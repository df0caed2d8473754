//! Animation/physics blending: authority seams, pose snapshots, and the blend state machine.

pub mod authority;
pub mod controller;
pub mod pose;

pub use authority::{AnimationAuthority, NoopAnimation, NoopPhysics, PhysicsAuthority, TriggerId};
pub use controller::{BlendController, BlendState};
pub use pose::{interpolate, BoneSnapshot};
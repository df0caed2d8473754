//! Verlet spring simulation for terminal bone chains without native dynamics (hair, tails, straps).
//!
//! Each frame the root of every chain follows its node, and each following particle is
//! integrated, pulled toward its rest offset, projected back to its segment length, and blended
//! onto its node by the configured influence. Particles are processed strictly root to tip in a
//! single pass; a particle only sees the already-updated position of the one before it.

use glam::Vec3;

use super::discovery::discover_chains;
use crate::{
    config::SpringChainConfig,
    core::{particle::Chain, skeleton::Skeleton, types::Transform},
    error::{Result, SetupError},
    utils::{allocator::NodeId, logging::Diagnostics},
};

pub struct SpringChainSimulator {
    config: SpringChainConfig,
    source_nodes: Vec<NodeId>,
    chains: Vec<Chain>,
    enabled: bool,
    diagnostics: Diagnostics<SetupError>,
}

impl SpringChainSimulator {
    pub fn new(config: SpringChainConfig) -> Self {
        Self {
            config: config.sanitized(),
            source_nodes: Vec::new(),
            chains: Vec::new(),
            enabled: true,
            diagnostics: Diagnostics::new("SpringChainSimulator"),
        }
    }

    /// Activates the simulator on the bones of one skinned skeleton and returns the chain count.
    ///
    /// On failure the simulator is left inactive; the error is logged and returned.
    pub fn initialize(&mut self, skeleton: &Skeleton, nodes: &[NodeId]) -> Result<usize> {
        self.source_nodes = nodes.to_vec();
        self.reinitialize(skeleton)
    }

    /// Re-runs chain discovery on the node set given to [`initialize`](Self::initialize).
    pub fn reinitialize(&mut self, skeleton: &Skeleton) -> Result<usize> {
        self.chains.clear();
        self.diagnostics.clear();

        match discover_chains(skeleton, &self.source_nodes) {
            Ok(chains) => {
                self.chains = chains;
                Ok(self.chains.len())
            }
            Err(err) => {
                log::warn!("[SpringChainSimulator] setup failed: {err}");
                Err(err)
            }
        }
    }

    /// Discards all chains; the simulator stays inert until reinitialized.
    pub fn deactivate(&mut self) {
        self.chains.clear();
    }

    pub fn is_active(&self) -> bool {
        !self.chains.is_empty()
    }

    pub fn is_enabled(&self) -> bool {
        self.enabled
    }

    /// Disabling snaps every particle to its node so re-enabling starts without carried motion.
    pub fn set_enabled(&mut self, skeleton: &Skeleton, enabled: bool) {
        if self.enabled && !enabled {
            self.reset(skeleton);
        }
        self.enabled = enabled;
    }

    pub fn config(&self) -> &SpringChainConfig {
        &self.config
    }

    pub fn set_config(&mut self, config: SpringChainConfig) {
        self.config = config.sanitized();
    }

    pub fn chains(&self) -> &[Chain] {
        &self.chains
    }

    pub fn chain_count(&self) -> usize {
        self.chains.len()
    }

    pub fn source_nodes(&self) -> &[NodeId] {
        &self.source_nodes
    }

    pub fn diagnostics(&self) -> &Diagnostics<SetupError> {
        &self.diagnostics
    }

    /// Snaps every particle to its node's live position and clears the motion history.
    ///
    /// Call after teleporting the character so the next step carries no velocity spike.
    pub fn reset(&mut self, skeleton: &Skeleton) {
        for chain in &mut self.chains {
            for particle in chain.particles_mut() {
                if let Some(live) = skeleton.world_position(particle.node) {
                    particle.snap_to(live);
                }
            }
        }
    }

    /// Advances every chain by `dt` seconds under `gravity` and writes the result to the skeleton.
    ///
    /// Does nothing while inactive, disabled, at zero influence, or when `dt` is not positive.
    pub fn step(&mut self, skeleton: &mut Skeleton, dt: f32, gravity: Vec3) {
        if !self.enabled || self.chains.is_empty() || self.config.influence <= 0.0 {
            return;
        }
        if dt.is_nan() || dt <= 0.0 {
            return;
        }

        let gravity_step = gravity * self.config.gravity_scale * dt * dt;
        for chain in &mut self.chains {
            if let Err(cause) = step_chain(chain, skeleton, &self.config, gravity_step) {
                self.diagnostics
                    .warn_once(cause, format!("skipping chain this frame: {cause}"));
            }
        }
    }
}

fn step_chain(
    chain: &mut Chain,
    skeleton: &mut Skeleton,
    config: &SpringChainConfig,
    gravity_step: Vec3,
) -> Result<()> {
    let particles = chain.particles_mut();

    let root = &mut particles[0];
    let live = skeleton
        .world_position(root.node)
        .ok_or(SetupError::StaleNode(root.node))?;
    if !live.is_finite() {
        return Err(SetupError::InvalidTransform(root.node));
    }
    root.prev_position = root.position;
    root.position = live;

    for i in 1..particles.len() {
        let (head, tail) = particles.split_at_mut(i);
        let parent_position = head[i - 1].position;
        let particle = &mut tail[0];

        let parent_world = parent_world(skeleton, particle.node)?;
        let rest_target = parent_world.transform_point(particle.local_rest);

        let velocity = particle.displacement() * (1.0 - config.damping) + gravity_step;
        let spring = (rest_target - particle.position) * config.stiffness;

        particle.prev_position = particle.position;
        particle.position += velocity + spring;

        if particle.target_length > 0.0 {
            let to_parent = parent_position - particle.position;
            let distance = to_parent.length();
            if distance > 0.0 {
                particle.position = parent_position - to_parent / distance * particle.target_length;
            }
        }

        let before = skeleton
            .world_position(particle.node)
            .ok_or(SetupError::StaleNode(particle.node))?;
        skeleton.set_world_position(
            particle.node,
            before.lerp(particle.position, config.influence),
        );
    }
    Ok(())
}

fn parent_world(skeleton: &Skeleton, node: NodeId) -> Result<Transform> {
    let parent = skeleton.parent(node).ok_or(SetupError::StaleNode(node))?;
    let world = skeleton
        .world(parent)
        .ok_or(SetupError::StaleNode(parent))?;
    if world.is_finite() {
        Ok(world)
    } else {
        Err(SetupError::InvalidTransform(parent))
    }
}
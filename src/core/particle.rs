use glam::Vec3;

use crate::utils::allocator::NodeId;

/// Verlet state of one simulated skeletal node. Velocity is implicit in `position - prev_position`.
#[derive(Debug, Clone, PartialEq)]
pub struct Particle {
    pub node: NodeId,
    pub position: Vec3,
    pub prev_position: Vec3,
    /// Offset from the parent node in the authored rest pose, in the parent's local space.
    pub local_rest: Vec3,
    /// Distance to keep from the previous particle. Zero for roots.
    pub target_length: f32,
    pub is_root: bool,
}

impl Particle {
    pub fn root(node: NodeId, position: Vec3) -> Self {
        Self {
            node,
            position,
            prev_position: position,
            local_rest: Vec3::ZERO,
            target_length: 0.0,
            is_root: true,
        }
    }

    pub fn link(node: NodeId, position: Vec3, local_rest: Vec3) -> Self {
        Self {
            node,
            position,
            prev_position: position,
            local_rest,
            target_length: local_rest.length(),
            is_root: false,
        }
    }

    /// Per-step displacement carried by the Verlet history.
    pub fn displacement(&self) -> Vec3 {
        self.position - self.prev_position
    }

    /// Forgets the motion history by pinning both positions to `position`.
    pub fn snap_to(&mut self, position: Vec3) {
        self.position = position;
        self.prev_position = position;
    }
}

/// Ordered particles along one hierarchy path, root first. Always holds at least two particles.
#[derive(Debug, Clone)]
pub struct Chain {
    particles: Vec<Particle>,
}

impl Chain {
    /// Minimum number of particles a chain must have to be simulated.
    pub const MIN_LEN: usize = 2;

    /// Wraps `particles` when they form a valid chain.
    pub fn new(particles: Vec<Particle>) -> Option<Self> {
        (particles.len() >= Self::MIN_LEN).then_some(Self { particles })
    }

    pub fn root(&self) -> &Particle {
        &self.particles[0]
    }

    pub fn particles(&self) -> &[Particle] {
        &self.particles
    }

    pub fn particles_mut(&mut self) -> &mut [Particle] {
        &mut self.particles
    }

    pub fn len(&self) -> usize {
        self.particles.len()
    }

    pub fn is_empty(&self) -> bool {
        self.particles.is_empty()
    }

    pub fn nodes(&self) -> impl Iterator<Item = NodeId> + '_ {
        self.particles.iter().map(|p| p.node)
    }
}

--

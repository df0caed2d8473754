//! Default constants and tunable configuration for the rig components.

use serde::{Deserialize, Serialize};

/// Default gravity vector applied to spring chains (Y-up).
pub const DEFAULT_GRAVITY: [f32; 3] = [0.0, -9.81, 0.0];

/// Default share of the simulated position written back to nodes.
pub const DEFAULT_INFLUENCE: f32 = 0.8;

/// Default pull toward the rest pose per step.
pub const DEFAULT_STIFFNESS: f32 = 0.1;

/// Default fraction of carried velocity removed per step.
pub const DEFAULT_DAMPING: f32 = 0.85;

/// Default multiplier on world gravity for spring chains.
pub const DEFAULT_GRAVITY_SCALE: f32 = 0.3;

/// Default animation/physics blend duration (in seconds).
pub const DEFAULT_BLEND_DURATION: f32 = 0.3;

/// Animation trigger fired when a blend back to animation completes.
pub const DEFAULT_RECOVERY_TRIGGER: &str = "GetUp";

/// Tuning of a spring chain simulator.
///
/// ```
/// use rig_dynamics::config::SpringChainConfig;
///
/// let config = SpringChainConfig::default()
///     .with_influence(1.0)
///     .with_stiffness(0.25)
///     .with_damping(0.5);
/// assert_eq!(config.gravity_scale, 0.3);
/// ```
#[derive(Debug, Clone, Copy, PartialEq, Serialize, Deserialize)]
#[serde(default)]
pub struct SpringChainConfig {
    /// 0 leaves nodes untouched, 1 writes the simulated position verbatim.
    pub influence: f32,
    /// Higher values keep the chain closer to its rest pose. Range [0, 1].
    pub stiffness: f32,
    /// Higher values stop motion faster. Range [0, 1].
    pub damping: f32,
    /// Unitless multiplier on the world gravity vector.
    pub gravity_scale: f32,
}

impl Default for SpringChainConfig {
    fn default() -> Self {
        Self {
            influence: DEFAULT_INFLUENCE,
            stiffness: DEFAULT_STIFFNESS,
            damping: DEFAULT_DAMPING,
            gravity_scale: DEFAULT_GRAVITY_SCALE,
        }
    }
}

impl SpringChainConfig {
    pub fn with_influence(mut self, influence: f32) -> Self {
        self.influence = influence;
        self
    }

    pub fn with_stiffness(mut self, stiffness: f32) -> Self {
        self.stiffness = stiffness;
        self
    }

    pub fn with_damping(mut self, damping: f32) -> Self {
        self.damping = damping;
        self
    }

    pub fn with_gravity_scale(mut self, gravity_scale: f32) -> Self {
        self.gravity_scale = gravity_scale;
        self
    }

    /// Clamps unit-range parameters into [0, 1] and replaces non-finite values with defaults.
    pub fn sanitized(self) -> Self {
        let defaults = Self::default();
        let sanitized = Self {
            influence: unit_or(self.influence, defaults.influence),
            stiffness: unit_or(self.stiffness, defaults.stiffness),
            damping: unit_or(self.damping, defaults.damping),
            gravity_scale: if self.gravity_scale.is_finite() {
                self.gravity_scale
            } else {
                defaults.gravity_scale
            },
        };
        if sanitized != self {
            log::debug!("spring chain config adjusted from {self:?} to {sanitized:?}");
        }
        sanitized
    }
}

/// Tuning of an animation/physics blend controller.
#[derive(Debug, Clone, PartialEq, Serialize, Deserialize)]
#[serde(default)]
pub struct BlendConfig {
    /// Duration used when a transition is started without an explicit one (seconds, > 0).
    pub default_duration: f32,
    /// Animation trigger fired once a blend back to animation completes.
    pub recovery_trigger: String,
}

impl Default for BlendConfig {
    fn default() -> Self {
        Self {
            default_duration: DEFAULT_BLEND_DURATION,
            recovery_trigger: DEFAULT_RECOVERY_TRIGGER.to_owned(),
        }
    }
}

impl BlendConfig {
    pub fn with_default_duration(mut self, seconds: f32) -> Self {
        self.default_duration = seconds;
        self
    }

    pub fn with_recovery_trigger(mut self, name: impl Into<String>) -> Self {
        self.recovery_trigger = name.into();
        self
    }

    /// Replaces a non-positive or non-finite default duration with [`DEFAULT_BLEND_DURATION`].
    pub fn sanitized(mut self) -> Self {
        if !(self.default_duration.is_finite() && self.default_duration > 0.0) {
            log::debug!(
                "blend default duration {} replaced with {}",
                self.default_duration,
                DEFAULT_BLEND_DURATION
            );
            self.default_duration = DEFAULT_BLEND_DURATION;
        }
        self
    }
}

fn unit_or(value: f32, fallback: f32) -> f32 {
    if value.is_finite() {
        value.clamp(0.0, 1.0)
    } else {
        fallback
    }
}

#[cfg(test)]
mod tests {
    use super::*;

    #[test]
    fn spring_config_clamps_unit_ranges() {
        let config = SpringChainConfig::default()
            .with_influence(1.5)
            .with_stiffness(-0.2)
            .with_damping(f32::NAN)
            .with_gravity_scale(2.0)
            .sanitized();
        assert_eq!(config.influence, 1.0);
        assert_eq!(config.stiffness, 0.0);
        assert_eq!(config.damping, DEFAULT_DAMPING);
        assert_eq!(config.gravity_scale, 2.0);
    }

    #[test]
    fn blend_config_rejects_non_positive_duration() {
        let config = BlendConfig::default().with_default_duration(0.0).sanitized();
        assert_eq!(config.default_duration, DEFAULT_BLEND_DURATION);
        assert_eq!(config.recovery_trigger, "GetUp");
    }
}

> **ASSIGNMENT**
Copy exactly the stretch of data above from the line with "if let Err(cause)" through the line with "let root = &mut particles[0];", and omit all other lines.

> **WRITTEN ANSWER**
            if let Err(cause) = step_chain(chain, skeleton, &self.config, gravity_step) {
                self.diagnostics
                    .warn_once(cause, format!("skipping chain this frame: {cause}"));
            }
        }
    }
}

fn step_chain(
    chain: &mut Chain,
    skeleton: &mut Skeleton,
    config: &SpringChainConfig,
    gravity_step: Vec3,
) -> Result<()> {
    let particles = chain.particles_mut();

    let root = &mut particles[0];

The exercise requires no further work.